I look up and suddenly it’s the end of June. I’m on the east coast; it’s hot, and feels like summer should feel, and at the same time, I miss my coastal town. Those cool breezes, the demands for sweatshirts and warm things, give a totally different interpretation of this season.
I haven’t written much because it has been a busy time with work and with travel. As I sit waiting for a train now, I’m struck by the possibilities and unknown in the months ahead. I have a break from work, and very little scheduled, and it feels like a time for reflection and clearing-out. I want to go off of social media and pay attention to important things. I want to read books and write words upon words. I want to cook and clean and make my home a nest of only things I need.
One of the first blog posts I ever wrote here was about being on a train. I remember watching the world go by and diving deep into my introverted thoughts.
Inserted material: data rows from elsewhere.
#[derive(Debug, Clone, Copy, PartialEq, Eq)]
pub enum Command {
    Read,
    Write,
}

#[derive(Debug, Clone, Copy, PartialEq, Eq, Default)]
pub enum ResponseStatus {
    #[default]
    Incomplete,
    Ok,
    AddressError,
    CommandError,
    GenericError,
}

impl ResponseStatus {
    pub fn is_error(self) -> bool {
        !matches!(self, ResponseStatus::Ok | ResponseStatus::Incomplete)
    }
}

/// Phases of the pipelined transport protocol. The fabric only implements blocking transport;
/// these exist so a rejected non-blocking call can say which phase it was attempted in.
#[derive(Debug, Clone, Copy, PartialEq, Eq)]
pub enum Phase {
    BeginRequest,
    EndRequest,
    BeginResponse,
    EndResponse,
}

/// Data carried by a transaction: the destination buffer of a read or the source of a write.
#[derive(Debug)]
pub enum Payload<'a> {
    Read(&'a mut [u8]),
    Write(&'a [u8]),
}

/// A single bus access.
///
/// The address is absolute when the initiator issues the transaction; a router rewrites it into
/// the selected target's local space before forwarding.
#[derive(Debug)]
pub struct Transaction<'a> {
    address: u64,
    payload: Payload<'a>,
    response: ResponseStatus,
}

impl<'a> Transaction<'a> {
    pub fn read(address: u64, dst: &'a mut [u8]) -> Self {
        Self {
            address,
            payload: Payload::Read(dst),
            response: ResponseStatus::Incomplete,
        }
    }

    pub fn write(address: u64, src: &'a [u8]) -> Self {
        Self {
            address,
            payload: Payload::Write(src),
            response: ResponseStatus::Incomplete,
        }
    }

    /// A zero-length transaction used to ask for a direct-access window at `address`.
    pub fn probe(address: u64, command: Command) -> Self {
        let payload = match command {
            Command::Read => Payload::Read(&mut []),
            Command::Write => Payload::Write(&[]),
        };
        Self {
            address,
            payload,
            response: ResponseStatus::Incomplete,
        }
    }

    #[inline]
    pub fn address(&self) -> u64 {
        self.address
    }

    #[inline]
    pub fn set_address(&mut self, address: u64) {
        self.address = address;
    }

    pub fn command(&self) -> Command {
        match self.payload {
            Payload::Read(_) => Command::Read,
            Payload::Write(_) => Command::Write,
        }
    }

    pub fn len(&self) -> usize {
        match &self.payload {
            Payload::Read(dst) => dst.len(),
            Payload::Write(src) => src.len(),
        }
    }

    pub fn is_empty(&self) -> bool {
        self.len() == 0
    }

    pub fn payload_mut(&mut self) -> &mut Payload<'a> {
        &mut self.payload
    }

    pub fn response(&self) -> ResponseStatus {
        self.response
    }

    pub fn set_response(&mut self, response: ResponseStatus) {
        self.response = response;
    }
}
mod binder;
use std::fs;
use std::path::{Path, PathBuf};

use thiserror::Error;
use tracing::info;
use warren_bus::Transaction;

use crate::{BuildError, BuildHook, Platform};

#[derive(Debug, Error)]
pub enum BootError {
    #[error("failed to read boot image {path:?}")]
    Io {
        path: PathBuf,
        #[source]
        source: std::io::Error,
    },

    #[error("boot image `{image}` targets unknown bus `{bus}`")]
    UnknownBus { image: String, bus: String },

    #[error("boot image `{image}`: only {written} of {expected} bytes landed at 0x{address:x}")]
    ShortWrite {
        image: String,
        address: u64,
        written: usize,
        expected: usize,
    },
}

/// Bytes to place on a bus before the platform starts running.
#[derive(Debug, Clone, PartialEq, Eq)]
pub struct BootImage {
    pub name: String,
    pub bus: String,
    pub address: u64,
    pub data: Vec<u8>,
}

impl BootImage {
    pub fn from_bytes(
        name: impl Into<String>,
        bus: impl Into<String>,
        address: u64,
        data: impl Into<Vec<u8>>,
    ) -> Self {
        Self {
            name: name.into(),
            bus: bus.into(),
            address,
            data: data.into(),
        }
    }

    pub fn from_file(
        path: impl AsRef<Path>,
        bus: impl Into<String>,
        address: u64,
    ) -> Result<Self, BootError> {
        let path = path.as_ref();
        let data = fs::read(path).map_err(|source| BootError::Io {
            path: path.to_path_buf(),
            source,
        })?;
        Ok(Self::from_bytes(path.display().to_string(), bus, address, data))
    }
}

/// Post-build hook loading boot images through untimed debug accesses, in the order they were
/// added. Images must land entirely inside one target.
#[derive(Debug, Default)]
pub struct Bootloader {
    images: Vec<BootImage>,
}

impl Bootloader {
    pub fn new() -> Self {
        Self::default()
    }

    pub fn with_image(mut self, image: BootImage) -> Self {
        self.images.push(image);
        self
    }

    pub fn images(&self) -> &[BootImage] {
        &self.images
    }

    pub fn load(&self, platform: &Platform) -> Result<(), BootError> {
        for image in &self.images {
            let router = platform
                .router(&image.bus)
                .ok_or_else(|| BootError::UnknownBus {
                    image: image.name.clone(),
                    bus: image.bus.clone(),
                })?;

            let mut tx = Transaction::write(image.address, &image.data);
            let written = router.borrow().debug_access(&mut tx);
            if written != image.data.len() {
                return Err(BootError::ShortWrite {
                    image: image.name.clone(),
                    address: image.address,
                    written,
                    expected: image.data.len(),
                });
            }
            info!(
                image = %image.name,
                bus = %image.bus,
                address = format_args!("0x{:x}", image.address),
                len = written,
                "boot image loaded"
            );
        }
        Ok(())
    }
}

impl BuildHook for Bootloader {
    fn after_build(&mut self, platform: &Platform) -> Result<(), BuildError> {
        Ok(self.load(platform)?)
    }
}
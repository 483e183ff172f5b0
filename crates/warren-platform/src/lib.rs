#![forbid(unsafe_code)]

//! Platform assembly on top of the bus fabric and port binder.
//!
//! A [`PlatformBuilder`] turns an already-structured [`PlatformDescription`] into a running
//! [`Platform`]: components come from an explicit [`ComponentRegistry`], ports are bound as
//! requested, buses are frozen and [`BuildHook`]s (such as the [`Bootloader`]) get a look at the
//! result.

mod bootloader;
mod builder;
mod component;
mod config;
mod description;
mod error;
mod hooks;
mod registry;
mod report;

pub use bootloader::{BootError, BootImage, Bootloader};
pub use builder::{BindingFailure, Platform, PlatformBuilder};
pub use component::{BuildContext, BusComponent, Component, MemoryComponent};
pub use config::{BuildPolicy, ConfigError, FabricConfig, MemoryConfig, RouterConfig};
pub use description::{
    BindingRequest, BindingRequestKind, ComponentDescription, Parameters, PlatformDescription,
    PortRef,
};
pub use error::BuildError;
pub use hooks::BuildHook;
pub use registry::{ComponentFactory, ComponentRegistry};
pub use report::TopologyReport;
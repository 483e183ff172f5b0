use crate::{
    BindingError, BindingHints, BusStrategy, CharStreamStrategy, ChipSelectStrategy,
    ConnectionInfo, MultiDropStrategy, ProtocolKind,
};

/// A port's negotiation policy, one variant per protocol family.
///
/// Binding only ever pairs strategies of the same family; the binder checks port protocols before
/// any strategy runs, and the pairwise methods here answer `None` for mixed families.
#[derive(Clone)]
pub enum ConnectionStrategy {
    Bus(BusStrategy),
    CharStream(CharStreamStrategy),
    MultiDrop(MultiDropStrategy),
    ChipSelect(ChipSelectStrategy),
}

impl ConnectionStrategy {
    pub fn protocol(&self) -> ProtocolKind {
        match self {
            ConnectionStrategy::Bus(_) => ProtocolKind::Bus,
            ConnectionStrategy::CharStream(_) => ProtocolKind::CharStream,
            ConnectionStrategy::MultiDrop(_) => ProtocolKind::MultiDrop,
            ConnectionStrategy::ChipSelect(_) => ProtocolKind::ChipSelect,
        }
    }

    /// Role this strategy plays, for diagnostics.
    pub fn mode(&self) -> &'static str {
        match self {
            ConnectionStrategy::Bus(s) => s.mode(),
            ConnectionStrategy::CharStream(_) => "endpoint",
            ConnectionStrategy::MultiDrop(s) => s.mode(),
            ConnectionStrategy::ChipSelect(s) => s.mode(),
        }
    }

    pub(crate) fn bind_peer(
        &self,
        peer: &ConnectionStrategy,
        hints: &BindingHints,
    ) -> Option<Result<ConnectionInfo, BindingError>> {
        use ConnectionStrategy::*;

        Some(match (self, peer) {
            (Bus(a), Bus(b)) => a.bind_peer(b, hints),
            (CharStream(a), CharStream(b)) => a.bind_peer(b),
            (MultiDrop(a), MultiDrop(b)) => a.bind_peer(b),
            (ChipSelect(a), ChipSelect(b)) => a.bind_peer(b, hints),
            _ => return None,
        })
    }

    pub(crate) fn bind_hierarchical(
        &self,
        parent: &ConnectionStrategy,
    ) -> Option<Result<ConnectionInfo, BindingError>> {
        use ConnectionStrategy::*;

        Some(match (self, parent) {
            (Bus(a), Bus(b)) => a.bind_hierarchical(b),
            (CharStream(a), CharStream(b)) => a.bind_hierarchical(b),
            (MultiDrop(a), MultiDrop(b)) => a.bind_hierarchical(b),
            (ChipSelect(a), ChipSelect(b)) => a.bind_hierarchical(b),
            _ => return None,
        })
    }
}

impl From<BusStrategy> for ConnectionStrategy {
    fn from(s: BusStrategy) -> Self {
        ConnectionStrategy::Bus(s)
    }
}

impl From<CharStreamStrategy> for ConnectionStrategy {
    fn from(s: CharStreamStrategy) -> Self {
        ConnectionStrategy::CharStream(s)
    }
}

impl From<MultiDropStrategy> for ConnectionStrategy {
    fn from(s: MultiDropStrategy) -> Self {
        ConnectionStrategy::MultiDrop(s)
    }
}

impl From<ChipSelectStrategy> for ConnectionStrategy {
    fn from(s: ChipSelectStrategy) -> Self {
        ConnectionStrategy::ChipSelect(s)
    }
}
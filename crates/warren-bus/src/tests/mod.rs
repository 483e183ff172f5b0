mod helpers;
mod master;
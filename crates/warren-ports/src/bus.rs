use std::cell::{Ref, RefCell};
use std::rc::Rc;

use warren_bus::{AddressRange, BusMaster, BusRouterRef, TargetRef};
use warren_time::Scheduler;

use crate::{BindingError, BindingHints, ConnectionInfo, ProtocolKind};

/// Hint giving the bus address a target is mapped at.
pub const BASE_HINT: &str = "base";
/// Hint giving the size of a target's mapping.
pub const SIZE_HINT: &str = "size";

type MappedListener = Box<dyn FnMut(AddressRange)>;

#[derive(Default)]
struct TargetState {
    mapping: Option<AddressRange>,
    listeners: Vec<MappedListener>,
}

/// A component's memory-mapped target, waiting to be placed on a bus.
#[derive(Clone)]
pub struct BusTargetSocket {
    target: TargetRef,
    state: Rc<RefCell<TargetState>>,
}

impl BusTargetSocket {
    pub fn new(target: TargetRef) -> Self {
        Self {
            target,
            state: Rc::default(),
        }
    }

    pub fn target(&self) -> &TargetRef {
        &self.target
    }

    /// Range the target was mapped at, once bound.
    pub fn mapping(&self) -> Option<AddressRange> {
        self.state.borrow().mapping
    }

    /// Registers a callback run with the mapped range when the target is placed on a bus.
    pub fn on_mapped(&self, listener: impl FnMut(AddressRange) + 'static) {
        self.state.borrow_mut().listeners.push(Box::new(listener));
    }

    fn mapped(&self, range: AddressRange) {
        let mut listeners = {
            let mut state = self.state.borrow_mut();
            state.mapping = Some(range);
            std::mem::take(&mut state.listeners)
        };
        for listener in &mut listeners {
            listener(range);
        }
        let mut state = self.state.borrow_mut();
        listeners.append(&mut state.listeners);
        state.listeners = listeners;
    }
}

/// A component's initiator side. Binding it to a router creates the [`BusMaster`] the component
/// issues transactions through.
#[derive(Clone)]
pub struct BusInitiatorSocket {
    name: Rc<str>,
    scheduler: Rc<dyn Scheduler>,
    master: Rc<RefCell<Option<BusMaster>>>,
}

impl BusInitiatorSocket {
    pub fn new(name: impl Into<String>, scheduler: Rc<dyn Scheduler>) -> Self {
        let name: String = name.into();
        Self {
            name: Rc::from(name),
            scheduler,
            master: Rc::default(),
        }
    }

    pub fn is_bound(&self) -> bool {
        self.master.borrow().is_some()
    }

    /// The bus master, once the socket is bound to a router.
    pub fn master(&self) -> Option<Ref<'_, BusMaster>> {
        Ref::filter_map(self.master.borrow(), Option::as_ref).ok()
    }
}

/// Negotiation state of a bus port. Routers accept both targets and initiators.
#[derive(Clone)]
pub enum BusStrategy {
    Router(BusRouterRef),
    Target(BusTargetSocket),
    Initiator(BusInitiatorSocket),
}

impl BusStrategy {
    pub fn mode(&self) -> &'static str {
        match self {
            BusStrategy::Router(_) => "router",
            BusStrategy::Target(_) => "target",
            BusStrategy::Initiator(_) => "initiator",
        }
    }

    pub(crate) fn bind_peer(
        &self,
        peer: &Self,
        hints: &BindingHints,
    ) -> Result<ConnectionInfo, BindingError> {
        use BusStrategy::*;

        match (self, peer) {
            (Router(router), Target(socket)) | (Target(socket), Router(router)) => {
                Self::map_target(router, socket, hints)
            }
            (Router(router), Initiator(socket)) | (Initiator(socket), Router(router)) => {
                Self::attach_initiator(router, socket)
            }
            _ if self.mode() == peer.mode() => Err(BindingError::SameMode {
                protocol: ProtocolKind::Bus,
                mode: self.mode(),
            }),
            _ => Err(BindingError::IncompatibleModes {
                protocol: ProtocolKind::Bus,
                left: self.mode(),
                right: peer.mode(),
            }),
        }
    }

    fn map_target(
        router: &BusRouterRef,
        socket: &BusTargetSocket,
        hints: &BindingHints,
    ) -> Result<ConnectionInfo, BindingError> {
        if socket.mapping().is_some() {
            return Err(BindingError::AlreadyBound {
                what: format!("bus target `{}`", socket.target.name()),
            });
        }
        let base = hints.scalar(BASE_HINT)?;
        let size = hints.scalar(SIZE_HINT)?;
        let range = AddressRange::from_base_size(base, size)?;

        router
            .borrow_mut()
            .connect_target(socket.target.clone(), range)?;
        socket.mapped(range);

        let mut info = ConnectionInfo::new();
        info.add("address range", range);
        Ok(info)
    }

    fn attach_initiator(
        router: &BusRouterRef,
        socket: &BusInitiatorSocket,
    ) -> Result<ConnectionInfo, BindingError> {
        if socket.is_bound() {
            return Err(BindingError::AlreadyBound {
                what: format!("bus initiator `{}`", socket.name),
            });
        }
        let master = BusMaster::connect(&*socket.name, router, socket.scheduler.clone())?;
        *socket.master.borrow_mut() = Some(master);

        let mut info = ConnectionInfo::new();
        info.add("bus", router.borrow().name());
        Ok(info)
    }

    pub(crate) fn bind_hierarchical(&self, parent: &Self) -> Result<ConnectionInfo, BindingError> {
        if self.mode() != parent.mode() {
            return Err(BindingError::HierarchicalTypeMismatch {
                protocol: ProtocolKind::Bus,
                child: self.mode(),
                parent: parent.mode(),
            });
        }
        Err(BindingError::HierarchicalUnsupported {
            protocol: ProtocolKind::Bus,
            mode: self.mode(),
        })
    }
}
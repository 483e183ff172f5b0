use std::any::Any;
use std::rc::Rc;

use warren_bus::{BusRouter, BusRouterRef, FlatMemory, TargetRef};
use warren_ports::{BusTargetSocket, Port};
use warren_time::Scheduler;

use crate::{BuildError, ComponentDescription, FabricConfig};

/// Anything the builder can instantiate: a named bag of ports.
pub trait Component {
    fn name(&self) -> &str;

    /// Registry type name the component was created from.
    fn kind(&self) -> &str;

    fn ports(&self) -> &[Port];

    fn port(&self, name: &str) -> Option<&Port> {
        self.ports().iter().find(|port| port.name() == name)
    }

    /// The router a bus component owns. The builder freezes it once binding is over.
    fn bus_router(&self) -> Option<&BusRouterRef> {
        None
    }

    fn as_any(&self) -> &dyn Any;
}

/// What factories get to see while a platform is instantiated.
pub struct BuildContext {
    pub scheduler: Rc<dyn Scheduler>,
    pub fabric: FabricConfig,
}

/// A bus: one router exposed through a single `bus` port.
pub struct BusComponent {
    name: String,
    router: BusRouterRef,
    ports: Vec<Port>,
}

impl BusComponent {
    pub const KIND: &'static str = "bus";
    pub const PORT: &'static str = "bus";

    pub fn new(name: &str, ctx: &BuildContext) -> Self {
        let router = BusRouter::with_timing(name, ctx.scheduler.clone(), ctx.fabric.router_timing())
            .into_shared();
        let ports = vec![Port::bus_router(name, Self::PORT, router.clone())];
        Self {
            name: name.to_owned(),
            router,
            ports,
        }
    }

    pub fn from_description(
        description: &ComponentDescription,
        ctx: &BuildContext,
    ) -> Result<Self, BuildError> {
        Ok(Self::new(&description.name, ctx))
    }

    pub fn router(&self) -> &BusRouterRef {
        &self.router
    }
}

impl Component for BusComponent {
    fn name(&self) -> &str {
        &self.name
    }

    fn kind(&self) -> &str {
        Self::KIND
    }

    fn ports(&self) -> &[Port] {
        &self.ports
    }

    fn bus_router(&self) -> Option<&BusRouterRef> {
        Some(&self.router)
    }

    fn as_any(&self) -> &dyn Any {
        self
    }
}

/// Flat RAM behind a `mem` bus-target port. Parameters: `size` (bytes, required).
pub struct MemoryComponent {
    name: String,
    memory: Rc<FlatMemory>,
    socket: BusTargetSocket,
    ports: Vec<Port>,
}

impl MemoryComponent {
    pub const KIND: &'static str = "memory";
    pub const PORT: &'static str = "mem";

    pub fn from_description(
        description: &ComponentDescription,
        ctx: &BuildContext,
    ) -> Result<Self, BuildError> {
        let name = description.name.as_str();
        let size = description.params.require_u64(name, "size")?;
        let latencies = ctx.fabric.memory;
        let memory = FlatMemory::new(name, size, ctx.scheduler.clone())?
            .with_latencies(latencies.read_latency_ns, latencies.write_latency_ns);
        let memory = Rc::new(memory);

        let target: TargetRef = memory.clone();
        let (port, socket) = Port::bus_target(name, Self::PORT, target);
        Ok(Self {
            name: name.to_owned(),
            memory,
            socket,
            ports: vec![port],
        })
    }

    pub fn memory(&self) -> &Rc<FlatMemory> {
        &self.memory
    }

    pub fn socket(&self) -> &BusTargetSocket {
        &self.socket
    }
}

impl Component for MemoryComponent {
    fn name(&self) -> &str {
        &self.name
    }

    fn kind(&self) -> &str {
        Self::KIND
    }

    fn ports(&self) -> &[Port] {
        &self.ports
    }

    fn as_any(&self) -> &dyn Any {
        self
    }
}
This kind of travel invites that; I sit and wonder about the world and my place in it.
Lately, though, I’ve realized that perhaps in my life I’ve sat and observed too much, sometimes at the cost of actually getting things done. There’s a way of marrying the two, and my way of doing that is writing. As I consider how to translate my experience of being just one person, alive at this time and in this place, I find that I am also craving action. Perhaps they are the same, played out with fierce dedication.
For now, I’ll wait for my train. I’ll watch others board and disappear, our time of knowing of each other already over. We head to different places. We head to different worlds, in this singular one.
When I moved out to California almost five years ago, I told my mom that I just wanted to live in a beautiful place for a while. Then when I got here, I wondered if I would grow immune to nature, being surrounded by it all the time and whatnot. Would I casually look at the ocean and yawn? Would I walk past poppies or lupine or wild blackberries and not even register them?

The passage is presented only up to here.